因果関係を「ループ図」で考えるだけで営業人材が育つ説
今回は柴田史郎さんの記事『因果関係を「ループ図」で考えるだけで仕事の質があがる説』を参考に営業人材の育成について考えてみます。
柴田さんの記事の特徴
柴田さんの記事の特徴は丁寧な言語化とシンプルでわかりやすい図解。
真剣に取り組むべきことから(おそらくは)思いつきの話まで、本当に丁寧に言語化されているというか、自分との対話を普段からよくされているんだろうなという印象を受けました。
人と話すと思いがけずアイデアがポンポン出てくるじゃないですか。でもそれはたまたま話し相手いるからできることで、わざわざ自分ひとりでやる人はあまりいませんよね。
柴田さんはそのあまりいない側の人だと思う。
丁寧な言語化のせいか、はたまたトピックのチョイスがいいのか。読んでいるといろいろ思い浮かぶ、言い方を変えると「脳が動き出すnote」です。

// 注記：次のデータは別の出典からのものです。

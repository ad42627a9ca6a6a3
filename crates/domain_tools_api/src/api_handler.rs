//! Shared API types and utilities
//!
//! Common request validation, error handling, and response conversions
//! used across all API endpoints.

use axum::{extract::rejection::JsonRejection, http::StatusCode, response::Json};
use serde_json::json;

/// Result type for API handlers
pub type ApiResult<T> = Result<Json<T>, ApiError>;

/// API error types
#[derive(Debug)]
pub enum ApiError {
    /// Client-side problem with the request payload
    InvalidRequest(String),
    /// Unexpected server-side failure; `context` describes the operation
    /// that broke, `details` the underlying error
    Internal {
        context: &'static str,
        details: String,
    },
}

impl ApiError {
    pub fn internal(context: &'static str, details: impl ToString) -> Self {
        ApiError::Internal {
            context,
            details: details.to_string(),
        }
    }
}

impl axum::response::IntoResponse for ApiError {
    fn into_response(self) -> axum::response::Response {
        match self {
            ApiError::InvalidRequest(message) => {
                (StatusCode::BAD_REQUEST, Json(json!({ "error": message }))).into_response()
            }
            ApiError::Internal { context, details } => (
                StatusCode::INTERNAL_SERVER_ERROR,
                Json(json!({ "error": context, "details": details })),
            )
                .into_response(),
        }
    }
}

/// Unwrap a JSON body extraction, turning malformed or mistyped bodies into
/// the 400 error envelope instead of axum's default rejection response.
pub fn require_json<T>(payload: Result<Json<T>, JsonRejection>) -> Result<T, ApiError> {
    match payload {
        Ok(Json(value)) => Ok(value),
        Err(rejection) => Err(ApiError::InvalidRequest(rejection.body_text())),
    }
}

/// Normalize and validate a domain from a request body. Trims whitespace
/// and lowercases; rejects empty and over-length input.
pub fn sanitize_domain(domain: &str) -> Result<String, ApiError> {
    let sanitized = domain.trim().to_lowercase();
    if sanitized.is_empty() {
        return Err(ApiError::InvalidRequest("Invalid domain provided".to_string()));
    }
    if sanitized.len() > 253 {
        return Err(ApiError::InvalidRequest(
            "Domain name too long (max 253 characters)".to_string(),
        ));
    }
    Ok(sanitized)
}

#[cfg(test)]
mod tests {
    use super::*;
    use axum::response::IntoResponse;
    use pretty_assertions::assert_eq;

    #[test]
    fn test_sanitize_domain() {
        assert_eq!(sanitize_domain("  Example.COM ").unwrap(), "example.com");
        assert_eq!(sanitize_domain("sub.example.com").unwrap(), "sub.example.com");
        assert!(sanitize_domain("   ").is_err());
        assert!(sanitize_domain(&"a".repeat(300)).is_err());
    }

    #[test]
    fn test_error_status_codes() {
        let response = ApiError::InvalidRequest("Invalid domain provided".to_string()).into_response();
        assert_eq!(response.status(), StatusCode::BAD_REQUEST);

        let response = ApiError::internal("Failed to check ICP domain", "boom").into_response();
        assert_eq!(response.status(), StatusCode::INTERNAL_SERVER_ERROR);
    }
}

今回はその中でこちらの「ループ図」の記事に着目しました。
営業人材の育成問題にループ図が使える?
営業人材の育成は、どこの会社でも永遠のテーマ。
じつは弊社でも悩み続けておりまして、育てる側も育てられる側もこの壁を越えるべく、日々厳しいやり取りを繰り返しています。
この重すぎる問題を解決に導く糸口を、ループ図で見つけられないだろうか。以下、柴田さんのコメント。
「自分にとってそう簡単に解決できそうもない問題」なら営業人材の育成はぴったりじゃん。じゃあ、ループ図でやってみようかなと思ったわけです。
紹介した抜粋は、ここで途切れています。